Studio album by Ultimo
- Released: 17 February 2023
- Studio: Auditoria Records (Fino Mornasco); IlMotoreDellAuto! Studio (Fiumicello Villa Vicentina);
- Genre: Pop
- Length: 37:40
- Label: Ultimo Records
- Producer: Ultimo; Federico Nardelli; Andrea Rigonat; Matteo Nesi;

Ultimo chronology
| Solo (2021) | Alba (2023) | Altrove (2024) |

Singles from Alba
- "Vieni nel mio cuore" Released: 25 May 2022; "Ti va di stare bene" Released: 28 October 2022; "Alba" Released: 8 February 2023; "Nuvole in testa" Released: 24 March 2023;

= Alba (Ultimo album) =

Alba is the fifth studio album by Italian singer-songwriter Ultimo, released on 17 February 2023 by Ultimo Records.

The album was preceded by the singles "Vieni nel mio cuore", "Ti va di stare bene" and "Alba", which was presented in competition at the Sanremo Music Festival 2023, where it finished in fourth place.

== Description ==
The project consists of fourteen tracks, written and composed by the singer-songwriter himself with the participation in the production of Federico Nardelli, Andrea Rigonat and Matteo Nesi.

== Reception ==
Gabriele Fazio of Agenzia Giornalistica Italia states that the album represents "the boundary between style and inability to experiment," finding it "labile" and "indistinguishable" from previous projects, because "he has found a recipe, he has consciously chosen to constantly re-propose it, [...] as long as it works". Fazio emphasizes that musically, it is "simple and direct." Fazio writes that the singer works well with the "piano and voice" combination, although "damnedly repetitive," finding it "a total disaster" when he strays from these sounds.
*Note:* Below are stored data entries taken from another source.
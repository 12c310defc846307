use crate::{ReprojectionError, ReprojectorTrait};
use std::fmt::Debug;
use wktwarp_geometry::Point;

type MapFn = Box<dyn Fn(Point) -> Point + Send + Sync>;

enum MockBehavior {
	Identity,
	Map(MapFn),
	Replay(Vec<Point>),
}

/// A reprojector stub: applies a fixed point mapping or replays a canned
/// batch, without touching any external tool.
///
/// Useful for tests of everything above the reprojector seam, including
/// downstream crates.
pub struct MockReprojector {
	behavior: MockBehavior,
}

impl MockReprojector {
	/// Returns every batch unchanged.
	#[must_use]
	pub fn new() -> Self {
		Self {
			behavior: MockBehavior::Identity,
		}
	}

	/// Applies `map` to every point of every batch.
	#[must_use]
	pub fn mapping(map: impl Fn(Point) -> Point + Send + Sync + 'static) -> Self {
		Self {
			behavior: MockBehavior::Map(Box::new(map)),
		}
	}

	/// Replays one canned output batch regardless of the input values.
	///
	/// The batch length must match the request length; a mismatch fails the
	/// same way a miscounting tool would.
	#[must_use]
	pub fn replaying(points: Vec<Point>) -> Self {
		Self {
			behavior: MockBehavior::Replay(points),
		}
	}
}

impl Default for MockReprojector {
	fn default() -> Self {
		Self::new()
	}
}

impl Debug for MockReprojector {
	fn fmt(&self, f: &mut std::fmt::Formatter<'_>) -> std::fmt::Result {
		match &self.behavior {
			MockBehavior::Identity => f.write_str("MockReprojector(identity)"),
			MockBehavior::Map(_) => f.write_str("MockReprojector(map)"),
			MockBehavior::Replay(points) => f.debug_tuple("MockReprojector").field(points).finish(),
		}
	}
}

impl ReprojectorTrait for MockReprojector {
	fn reproject(
		&self,
		points: &[Point],
		_from: &str,
		_to: &str,
	) -> Result<Vec<Point>, ReprojectionError> {
		match &self.behavior {
			MockBehavior::Identity => Ok(points.to_vec()),
			MockBehavior::Map(map) => Ok(points.iter().map(|point| map(*point)).collect()),
			MockBehavior::Replay(replay) => {
				if replay.len() == points.len() {
					Ok(replay.clone())
				} else {
					Err(ReprojectionError::RowCountMismatch {
						expected: points.len(),
						actual: replay.len(),
					})
				}
			}
		}
	}
}
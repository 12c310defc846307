use std::fmt::Display;

/// The five WKT variants handled by this crate.
///
/// Every variant carries the same payload shape, a flat point sequence, so
/// this tag plus the sequence fully describes a geometry.
#[derive(Clone, Copy, Debug, Eq, Hash, PartialEq)]
pub enum GeometryVariant {
	Point,
	PointZ,
	LineString,
	LineStringZ,
	Polygon,
}

impl GeometryVariant {
	/// The WKT keyword of this variant, including the `Z` marker where present.
	#[must_use]
	pub fn as_str(&self) -> &str {
		match self {
			GeometryVariant::Point => "POINT",
			GeometryVariant::PointZ => "POINT Z",
			GeometryVariant::LineString => "LINESTRING",
			GeometryVariant::LineStringZ => "LINESTRING Z",
			GeometryVariant::Polygon => "POLYGON",
		}
	}

	/// Whether every point of this variant carries an elevation.
	#[must_use]
	pub fn has_z(&self) -> bool {
		matches!(self, GeometryVariant::PointZ | GeometryVariant::LineStringZ)
	}

	/// The smallest point count a geometry of this variant can hold: one for
	/// points, two for linestrings and four for a closed polygon ring.
	#[must_use]
	pub fn min_points(&self) -> usize {
		match self {
			GeometryVariant::Point | GeometryVariant::PointZ => 1,
			GeometryVariant::LineString | GeometryVariant::LineStringZ => 2,
			GeometryVariant::Polygon => 4,
		}
	}

	/// Whether the point sequence must form a closed ring.
	#[must_use]
	pub fn is_ring(&self) -> bool {
		matches!(self, GeometryVariant::Polygon)
	}
}

impl Display for GeometryVariant {
	fn fmt(&self, f: &mut std::fmt::Formatter<'_>) -> std::fmt::Result {
		f.write_str(self.as_str())
	}
}
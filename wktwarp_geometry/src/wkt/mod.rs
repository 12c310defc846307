//! Parsing and serializing of the supported WKT subset.
//!
//! [`parse_wkt`] turns a literal into a typed [`crate::Geometry`],
//! [`build_wkt`] renders it back, and [`read_wkt`] pulls a literal out of
//! any [`std::io::Read`] source. Parsing and serializing are inverse
//! operations for canonical output.

mod build;
mod parse;
mod read;

pub use build::*;
pub use parse::*;
pub use read::*;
Silvia Gianatti of Vanity Fair Italia writes that the project stems from "the need to show his world," although it lacks "a common thread" musically, with the exception of the piano, which remains "the protagonist of his compositions", with "care for the sound".

== Track listing ==

Alba track listing
| No. | Title | Writer(s) | Producer(s) | Length |
|---|---|---|---|---|
| 1. | "Alba" | Niccolò Moriconi | Ultimo; Federico Nardelli; | 3:30 |
| 2. | "Nuvole in testa" | Moriconi | Ultimo; Nardelli; | 3:14 |
| 3. | "Amare" | Moriconi | Ultimo; Andrea Rigonat; | 3:18 |
| 4. | "Tutto diventa normale" | Moriconi | Ultimo; Rigonat; | 3:16 |
| 5. | "Tu" | Moriconi | Ultimo; Nardelli; | 3:31 |
| 6. | "Vivo per vivere" | Moriconi | Ultimo; Rigonat; | 3:54 |
| 7. | "Ti va di stare bene" | Moriconi | Ultimo; Rigonat; | 3:33 |
| 8. | "Vieni nel mio cuore" | Moriconi | Ultimo; Nardelli; | 2:53 |
| 9. | "Sono pazzo di te" | Moriconi | Ultimo; Nardelli; | 3:41 |
| 10. | "Joker" | Moriconi | Ultimo; Rigonat; | 3:12 |
| 11. | "La pioggia di Londra" | Moriconi | Ultimo; Matteo Nesi; | 3:36 |
| 12. | "Tornare a te" | Moriconi | Ultimo; Nesi; | 3:55 |
| 13. | "Le solite paure" | Moriconi | Ultimo; Rigonat; | 2:53 |
| 14. | "Titoli di coda" | Moriconi | Ultimo; Nesi; | 3:34 |
| Total length: |  |  |  | 37:40 |

== Charts ==
=== Weekly charts ===

Weekly chart performance for Alba
| Chart (2024) | Peak position |
|---|---|
| Italian Albums (FIMI) | 1 |
| Swiss Albums (Schweizer Hitparade) | 5 |

=== Year-end charts===

Year-end chart performance for Alba
| Chart | Year | Position |
|---|---|---|
| Italian Albums (FIMI) | 2023 | 10 |
| Italian Albums (FIMI) | 2024 | 80 |

== Certifications ==

Certifications for Alba
| Region | Certification | Certified units/sales |
| Italy (FIMI) | 2× Platinum | 100,000^{‡} |
^{‡} Sales+streaming figures based on certification alone.